____ Dataset records
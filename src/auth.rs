use argon2::{
    Argon2,
    password_hash::{PasswordHash, PasswordHasher, PasswordVerifier, SaltString},
};
use axum::{
    extract::{FromRef, FromRequestParts},
    http::{header, request::Parts},
};
use chrono::Utc;
use jsonwebtoken::{DecodingKey, EncodingKey, Header, Validation, decode, encode};
use rand::{Rng, distributions::Alphanumeric};
use serde::{Deserialize, Serialize};

use crate::{
    config::AppConfig,
    error::ApiError,
    models::{PersonalAccessToken, User},
    repository::RepositoryState,
    response::messages,
};

/// Length of every generated refresh token.
pub const REFRESH_TOKEN_LEN: usize = 60;
/// Name recorded on every issued access token.
pub const ACCESS_TOKEN_NAME: &str = "auth_token";
pub const TOKEN_TYPE: &str = "Bearer";

/// Ability list granted when none is requested.
pub fn default_abilities() -> Vec<String> {
    vec!["*".to_string()]
}

/// Claims
///
/// Payload signed into every access token. `jti` points at the
/// `personal_access_tokens` row; deleting that row revokes the token even though the
/// signature is still valid.
#[derive(Debug, Serialize, Deserialize)]
pub struct Claims {
    /// Subject: the user id, as a string.
    pub sub: String,
    /// Token row id.
    pub jti: i64,
    pub abilities: Vec<String>,
    pub iat: usize,
    pub exp: usize,
}

/// TokenIssuer
///
/// Signs and verifies access tokens with the configured HMAC secret.
#[derive(Clone)]
pub struct TokenIssuer {
    encoding_key: EncodingKey,
    decoding_key: DecodingKey,
    ttl_secs: i64,
}

impl TokenIssuer {
    pub fn new(secret: &str, ttl_secs: i64) -> Self {
        Self {
            encoding_key: EncodingKey::from_secret(secret.as_bytes()),
            decoding_key: DecodingKey::from_secret(secret.as_bytes()),
            ttl_secs,
        }
    }

    pub fn from_config(config: &AppConfig) -> Self {
        Self::new(&config.jwt_secret, config.access_token_ttl_secs)
    }

    /// Turns a stored token row into the bearer string handed to the client.
    pub fn sign(&self, token: &PersonalAccessToken) -> Result<String, ApiError> {
        let now = Utc::now().timestamp();
        let claims = Claims {
            sub: token.user_id.to_string(),
            jti: token.id,
            abilities: token.abilities.clone(),
            iat: now.max(0) as usize,
            exp: (now + self.ttl_secs).max(0) as usize,
        };

        encode(&Header::default(), &claims, &self.encoding_key).map_err(|e| {
            tracing::error!("failed to sign access token: {:?}", e);
            ApiError::Internal(messages::INTERNAL_ERROR.to_string())
        })
    }

    /// Checks signature and expiry. Revocation is checked separately against the store.
    pub fn verify(&self, token: &str) -> Option<Claims> {
        let mut validation = Validation::default();
        validation.validate_exp = true;

        decode::<Claims>(token, &self.decoding_key, &validation)
            .map(|data| data.claims)
            .ok()
    }
}

/// Generates a refresh token: `REFRESH_TOKEN_LEN` alphanumeric characters drawn from
/// the thread-local CSPRNG.
pub fn generate_refresh_token() -> String {
    rand::thread_rng()
        .sample_iter(&Alphanumeric)
        .take(REFRESH_TOKEN_LEN)
        .map(char::from)
        .collect()
}

/// Hashes a password into an argon2 PHC string.
pub fn hash_password(password: &str) -> Result<String, ApiError> {
    let salt = SaltString::generate(&mut rand::thread_rng());
    Argon2::default()
        .hash_password(password.as_bytes(), &salt)
        .map(|hash| hash.to_string())
        .map_err(|e| {
            tracing::error!("failed to hash password: {}", e);
            ApiError::Internal(messages::INTERNAL_ERROR.to_string())
        })
}

/// Verifies a password against a stored PHC string. A malformed hash never matches.
pub fn verify_password(password: &str, hash: &str) -> bool {
    match PasswordHash::new(hash) {
        Ok(parsed) => Argon2::default()
            .verify_password(password.as_bytes(), &parsed)
            .is_ok(),
        Err(_) => false,
    }
}

/// AuthUser
///
/// The resolved identity of an authenticated request: the user and the id of the
/// access token that was presented (needed by logout).
#[derive(Debug, Clone)]
pub struct AuthUser {
    pub user: User,
    pub token_id: i64,
}

/// AuthUser Extractor Implementation
///
/// 1. Pulls the repository and configuration from the app state.
/// 2. Extracts the `Authorization: Bearer` token.
/// 3. Verifies signature and expiry.
/// 4. Checks that the token row still exists for that user (revocation).
/// 5. Loads the user.
///
/// Rejection: a 401 envelope ("Non authentifié") on any failure.
impl<S> FromRequestParts<S> for AuthUser
where
    S: Send + Sync,
    RepositoryState: FromRef<S>,
    AppConfig: FromRef<S>,
{
    type Rejection = ApiError;

    async fn from_request_parts(parts: &mut Parts, state: &S) -> Result<Self, Self::Rejection> {
        let repo = RepositoryState::from_ref(state);
        let config = AppConfig::from_ref(state);
        let unauthenticated = || ApiError::Unauthorized(messages::UNAUTHENTICATED.to_string());

        let token = parts
            .headers
            .get(header::AUTHORIZATION)
            .and_then(|value| value.to_str().ok())
            .and_then(|value| value.strip_prefix("Bearer "))
            .ok_or_else(unauthenticated)?;

        let claims = TokenIssuer::from_config(&config)
            .verify(token)
            .ok_or_else(unauthenticated)?;
        let user_id: i64 = claims.sub.parse().map_err(|_| unauthenticated())?;

        let stored = repo
            .find_access_token(claims.jti)
            .await?
            .filter(|t| t.user_id == user_id)
            .ok_or_else(unauthenticated)?;

        let user = repo.find_user(user_id).await?.ok_or_else(unauthenticated)?;

        Ok(AuthUser {
            user,
            token_id: stored.id,
        })
    }
}
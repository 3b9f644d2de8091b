use boutique_api::{
    AppState,
    auth::hash_password,
    config::{AppConfig, Env, SeedUser},
    create_router,
    models::NewUser,
    repository::{PostgresRepository, Repository, RepositoryState},
};
use sqlx::postgres::PgPoolOptions;
use std::sync::Arc;
use tokio::net::TcpListener;
use tracing_subscriber::{layer::SubscriberExt, util::SubscriberInitExt};

/// main
///
/// Loads configuration, sets up logging, connects and migrates the database, seeds
/// the bootstrap account if configured, then serves HTTP.
#[tokio::main]
async fn main() {
    dotenv::dotenv().ok();
    let config = AppConfig::load();

    let env_filter = tracing_subscriber::EnvFilter::try_from_default_env()
        .unwrap_or_else(|_| "boutique_api=debug,tower_http=info,axum=trace".into());

    match config.env {
        Env::Local => {
            tracing_subscriber::registry()
                .with(env_filter)
                .with(tracing_subscriber::fmt::layer().pretty())
                .init();
        }
        Env::Production => {
            tracing_subscriber::registry()
                .with(env_filter)
                .with(tracing_subscriber::fmt::layer().json())
                .init();
        }
    }

    tracing::info!("Application starting in {:?} mode", config.env);

    let pool = PgPoolOptions::new()
        .max_connections(config.db_max_connections)
        .connect(&config.db_url)
        .await
        .expect("FATAL: Failed to connect to Postgres. Check DATABASE_URL.");

    sqlx::migrate!("./migrations")
        .run(&pool)
        .await
        .expect("FATAL: Failed to run database migrations.");

    let repo = Arc::new(PostgresRepository::new(pool)) as RepositoryState;

    if let Some(seed) = &config.seed_user {
        seed_user(repo.as_ref(), seed).await;
    }

    let bind_addr = config.bind_addr.clone();
    let app = create_router(AppState { repo, config });

    let listener = TcpListener::bind(&bind_addr)
        .await
        .expect("FATAL: Failed to bind the HTTP listener. Check BIND_ADDR.");

    tracing::info!("Listening on {}", bind_addr);
    tracing::info!("API documentation available at /swagger-ui");

    axum::serve(listener, app)
        .await
        .expect("FATAL: HTTP server terminated unexpectedly.");
}

/// Creates the bootstrap account unless a user with that login already exists.
async fn seed_user(repo: &dyn Repository, seed: &SeedUser) {
    match repo.find_user_by_login(&seed.login).await {
        Ok(Some(_)) => tracing::debug!(login = %seed.login, "seed user already present"),
        Ok(None) => {
            let password_hash = match hash_password(&seed.password) {
                Ok(hash) => hash,
                Err(e) => {
                    tracing::error!("could not hash seed password: {}", e);
                    return;
                }
            };
            let new_user = NewUser {
                login: seed.login.clone(),
                password_hash,
            };
            match repo.create_user(new_user).await {
                Ok(user) => tracing::info!(user_id = user.id, "seed user created"),
                Err(e) => tracing::error!("could not create seed user: {}", e),
            }
        }
        Err(e) => tracing::error!("seed user lookup failed: {}", e),
    }
}
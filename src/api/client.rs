// src/api/client.rs
// =============================================================================
// Authenticated access to the content API.
//
// One reqwest Client is built per run with the shared headers installed as
// defaults, so the section fetches and the image downloads all carry the
// same User-Agent, Accept, Referer and Cookie.
//
// Requests are awaited one after another; nothing here spawns tasks.
// =============================================================================

use reqwest::header::{HeaderMap, HeaderValue, ACCEPT, COOKIE, REFERER, USER_AGENT};
use reqwest::Client;
use serde::de::DeserializeOwned;
use tracing::debug;

use super::models::{Envelope, Module, RawSection, SectionDetail};
use crate::config::{self, Config};
use crate::error::{Error, Result};

pub struct ApiClient<'a> {
    client: Client,
    config: &'a Config,
}

impl<'a> ApiClient<'a> {
    pub fn new(config: &'a Config) -> Result<Self> {
        let client = Client::builder()
            .default_headers(default_headers(config)?)
            .build()
            .map_err(Error::Client)?;

        Ok(ApiClient { client, config })
    }

    pub fn config(&self) -> &Config {
        self.config
    }

    /// Module name plus its section listing. Any failure here is fatal.
    pub async fn fetch_module(&self) -> Result<Module> {
        let url = self.config.module_url();
        let envelope: Envelope<Module> = self.get_json(&url).await?;
        Ok(envelope.data)
    }

    /// One section's markdown and placement.
    ///
    /// A non-success status comes back as `Error::Status` so the caller can
    /// decide to skip the section rather than abort.
    pub async fn fetch_section(&self, section_id: u64) -> Result<RawSection> {
        let url = self.config.section_url(section_id);
        let envelope: Envelope<SectionDetail> = self.get_json(&url).await?;
        Ok(envelope.data.into_raw(section_id))
    }

    /// Raw bytes of any URL, with the same headers as API calls
    pub async fn fetch_bytes(&self, url: &str) -> Result<Vec<u8>> {
        let response = self.send(url).await?;
        let bytes = response.bytes().await.map_err(|source| Error::Request {
            url: url.to_string(),
            source,
        })?;
        Ok(bytes.to_vec())
    }

    async fn get_json<T: DeserializeOwned>(&self, url: &str) -> Result<T> {
        let response = self.send(url).await?;
        let body = response.text().await.map_err(|source| Error::Request {
            url: url.to_string(),
            source,
        })?;

        // Decoding from text (rather than response.json()) keeps serde's
        // error intact for the Decode variant.
        serde_json::from_str(&body).map_err(|source| Error::Decode {
            url: url.to_string(),
            source,
        })
    }

    async fn send(&self, url: &str) -> Result<reqwest::Response> {
        debug!(url, "GET");
        let response = self
            .client
            .get(url)
            .send()
            .await
            .map_err(|source| Error::Request {
                url: url.to_string(),
                source,
            })?;

        let status = response.status();
        if !status.is_success() {
            return Err(Error::Status {
                url: url.to_string(),
                status,
            });
        }

        Ok(response)
    }
}

fn default_headers(config: &Config) -> Result<HeaderMap> {
    let mut headers = HeaderMap::new();
    headers.insert(USER_AGENT, HeaderValue::from_static(config::USER_AGENT));
    headers.insert(ACCEPT, HeaderValue::from_static("application/json"));
    headers.insert(
        REFERER,
        HeaderValue::from_str(&config.referer())
            .map_err(|_| Error::InvalidHeader { name: "Referer" })?,
    );

    let mut cookie = HeaderValue::from_str(&config.cookie)
        .map_err(|_| Error::InvalidHeader { name: "Cookie" })?;
    cookie.set_sensitive(true);
    headers.insert(COOKIE, cookie);

    Ok(headers)
}

// -----------------------------------------------------------------------------
// BEGINNER NOTES:
//
// 1. Why does ApiClient have a lifetime ('a)?
//    - It keeps a reference to the Config instead of a copy
//    - The lifetime says "this client cannot outlive the config it borrows"
//    - main owns the Config for the whole run, so this is always true
//
// 2. What are default headers?
//    - Headers reqwest adds to every request made with this Client
//    - Setting them once means no call site can forget the cookie
//
// 3. Why map_err everywhere?
//    - reqwest and serde_json have their own error types
//    - map_err converts them into our Error enum, adding the URL
//    - After that, ? can propagate them
//
// 4. What is DeserializeOwned?
//    - A serde trait for types that can be built from JSON without
//      borrowing from the input text
//    - It lets get_json return any of our record types
// -----------------------------------------------------------------------------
________
Task objective | Please copy each line of the records above that holds the word "SeedUser".

Exercise solution |
    config::{AppConfig, Env, SeedUser},
async fn seed_user(repo: &dyn Repository, seed: &SeedUser) {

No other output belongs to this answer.